Letters to the Editor
Publication Date: Wednesday May 25, 1994

Letters to the Editor

Just say no to patrols

Editor,

Please tell John Ochwat (Weekly, May 11) and others dismayed by the Cleanup Patrol's notices that they needn't sweat it--they can "just say no!" Most folks don't realize that the city has no serious will to enforce: It relies on chumps like you and me to actually respond to their requests. We have trouble spots in this neighborhood that have been a plague and nuisance for years--and despite please from neighboring property owners, very little has ever been accomplished by city officials asked to remove decommissioned vehicles, trash, even fire hazards.

It may also have occurred to some citizens to wonder why a few transgressions in their tiny street should be of more concern than the highly visible commercial areas along major routes. Take El Camino (--please!). Along its entire length, there are parking areas sprouting weeds, unsightly empty lots and vacant businesses, even slag heaps of dirt and broken asphalt. Yet no effort is being made to correct these eyesores. Why is the city not concerned about these insults to our genteel appearance?

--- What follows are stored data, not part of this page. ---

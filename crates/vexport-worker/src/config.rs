//! Export worker configuration.

use std::path::PathBuf;
use std::time::Duration;

use vexport_media::EncoderConfig;

/// Default minimum time between checkpoint writes.
pub const DEFAULT_CHECKPOINT_INTERVAL: Duration = Duration::from_secs(2);

/// Export worker configuration.
#[derive(Debug, Clone)]
pub struct ExportConfig {
    /// Explicit ffmpeg executable; `PATH` lookup when unset
    pub ffmpeg_path: Option<PathBuf>,
    /// Explicit ffprobe executable; `PATH` lookup when unset
    pub ffprobe_path: Option<PathBuf>,
    /// Root for per-target segment directories (kept across restarts for resume)
    pub work_dir: PathBuf,
    /// Root for short-lived intermediates such as concat lists
    pub temp_root: PathBuf,
    /// Fixed checkpoint location; derived from the output path when unset
    pub checkpoint_path: Option<PathBuf>,
    /// Minimum time between rate-limited checkpoint writes
    pub checkpoint_interval: Duration,
    /// Segments cut concurrently
    pub parallel_workers: usize,
    /// Encoder timeout for async runs
    pub encoder_timeout: Option<Duration>,
    /// FFmpeg `-v` level
    pub encoder_log_level: String,
}

impl Default for ExportConfig {
    fn default() -> Self {
        let temp = std::env::temp_dir();
        Self {
            ffmpeg_path: None,
            ffprobe_path: None,
            work_dir: temp.join("vexport-work"),
            temp_root: temp.join("vexport"),
            checkpoint_path: None,
            checkpoint_interval: DEFAULT_CHECKPOINT_INTERVAL,
            parallel_workers: 1,
            encoder_timeout: None,
            encoder_log_level: "error".to_string(),
        }
    }
}

impl ExportConfig {
    /// Create config from environment variables.
    pub fn from_env() -> Self {
        let defaults = Self::default();
        Self {
            ffmpeg_path: env_path("VEXPORT_FFMPEG_PATH"),
            ffprobe_path: env_path("VEXPORT_FFPROBE_PATH"),
            work_dir: env_path("VEXPORT_WORK_DIR").unwrap_or(defaults.work_dir),
            temp_root: env_path("VEXPORT_TEMP_ROOT").unwrap_or(defaults.temp_root),
            checkpoint_path: env_path("VEXPORT_CHECKPOINT_PATH"),
            checkpoint_interval: env_parse("VEXPORT_CHECKPOINT_INTERVAL_MS")
                .map(Duration::from_millis)
                .unwrap_or(defaults.checkpoint_interval),
            parallel_workers: env_parse("VEXPORT_PARALLEL_WORKERS")
                .filter(|n: &usize| *n > 0)
                .unwrap_or(defaults.parallel_workers),
            encoder_timeout: env_parse("VEXPORT_ENCODER_TIMEOUT_SECS").map(Duration::from_secs),
            encoder_log_level: std::env::var("VEXPORT_ENCODER_LOG_LEVEL")
                .unwrap_or(defaults.encoder_log_level),
        }
    }

    /// Encoder settings derived from this config.
    pub fn encoder_config(&self) -> EncoderConfig {
        EncoderConfig {
            ffmpeg_path: self.ffmpeg_path.clone(),
            ffprobe_path: self.ffprobe_path.clone(),
            temp_root: Some(self.temp_root.clone()),
            timeout_secs: self.encoder_timeout.map(|t| t.as_secs()),
            log_level: self.encoder_log_level.clone(),
        }
    }
}

fn env_path(key: &str) -> Option<PathBuf> {
    std::env::var_os(key)
        .filter(|v| !v.is_empty())
        .map(PathBuf::from)
}

fn env_parse<T: std::str::FromStr>(key: &str) -> Option<T> {
    std::env::var(key).ok().and_then(|s| s.trim().parse().ok())
}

I wouldn't mind having a clean, attractive city like Vancouver or Singapore. (Say, any chance we can get these incipient gang members to be sentenced to real cleanup patrols, that employ action instead of words, and kill two birds with one stone?). But I think some priorities that make sense, and enforcement where it's really needed, would do more for our city in the long run.

Emily Harris
Ventura Avenue
Palo Alto

Parents must participate

Editor,

There must be other practical ways to meet our educational needs than through more county sales taxes as State Sen. Tom Campbell suggests, (Weekly, May 13).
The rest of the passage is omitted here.